══ Information

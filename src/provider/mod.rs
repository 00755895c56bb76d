//! Storage abstraction: the gateway drives every backend through this trait
//! and never branches on backend kind. Backend-specific typing lives in the
//! provider's `column_type`; everything else is expressed over JSON rows
//! keyed by the identity column.

pub mod document;
pub mod postgres;
pub mod registry;

use crate::error::ProviderError;
use crate::schema::{PieceKind, SchemaPiece};
use async_trait::async_trait;
use serde_json::Value;

pub use registry::ProviderRegistry;

/// Column name of the synthetic identity key present on every table.
pub const IDENTITY_COLUMN: &str = "id";

#[derive(Clone, Copy, Debug, PartialEq, Eq)]
pub enum ProviderKind {
    Relational,
    Document,
}

/// Backend-neutral description of one column/field.
#[derive(Clone, Debug)]
pub struct ColumnSpec {
    pub name: String,
    pub kind: PieceKind,
    pub array: bool,
    /// Upper length bound for string pieces, when declared.
    pub max_length: Option<u32>,
    /// The synthetic primary-key column (`id`): unique, non-null.
    pub identity: bool,
}

impl ColumnSpec {
    /// The always-present identity column, prepended to every table.
    pub fn identity() -> Self {
        ColumnSpec {
            name: IDENTITY_COLUMN.to_string(),
            kind: PieceKind::String,
            array: false,
            max_length: None,
            identity: true,
        }
    }

    pub fn from_piece(name: String, piece: &SchemaPiece) -> Self {
        let max_length = match piece.kind {
            PieceKind::String => piece.max.map(|max| max as u32),
            _ => None,
        };
        ColumnSpec {
            name,
            kind: piece.kind,
            array: piece.array,
            max_length,
            identity: false,
        }
    }
}

/// A pluggable storage backend. Shared process-wide through the
/// [`ProviderRegistry`]; gateways look providers up by name and never own them.
#[async_trait]
pub trait Provider: Send + Sync {
    /// Registry key for this provider.
    fn name(&self) -> &str;

    fn kind(&self) -> ProviderKind;

    /// Whether the backing table/collection exists. Must be side-effect free.
    async fn has_table(&self, table: &str) -> Result<bool, ProviderError>;

    /// Create the backing table/collection. Callers check `has_table` first;
    /// no create-if-not-exists semantics are required here.
    async fn create_table(&self, table: &str, columns: &[ColumnSpec]) -> Result<(), ProviderError>;

    /// Dialect-specific type string for one column. Document providers report
    /// the abstract kind name.
    fn column_type(&self, column: &ColumnSpec) -> String;

    /// Fetch one row by identity, as a JSON object, or `None` when absent.
    async fn get(&self, table: &str, id: &str) -> Result<Option<Value>, ProviderError>;

    /// Fetch every row in the table.
    async fn get_all(&self, table: &str) -> Result<Vec<Value>, ProviderError>;

    /// Whether a row with this identity exists.
    async fn has(&self, table: &str, id: &str) -> Result<bool, ProviderError>;

    /// Insert a new row. `data` must be a JSON object; the identity column is
    /// filled from `id`.
    async fn create(&self, table: &str, id: &str, data: &Value) -> Result<(), ProviderError>;

    /// Merge `data` into an existing row. Fails with [`ProviderError::RowNotFound`]
    /// when the row is absent.
    async fn update(&self, table: &str, id: &str, data: &Value) -> Result<(), ProviderError>;

    /// Overwrite an existing row entirely.
    async fn replace(&self, table: &str, id: &str, data: &Value) -> Result<(), ProviderError>;

    /// Delete a row. Deleting an absent row is not an error.
    async fn delete(&self, table: &str, id: &str) -> Result<(), ProviderError>;
}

════

What is required →
Show every line of the entries above where the word "Fetch" occurs.

Completed task →
    /// Fetch one row by identity, as a JSON object, or `None` when absent.
    /// Fetch every row in the table.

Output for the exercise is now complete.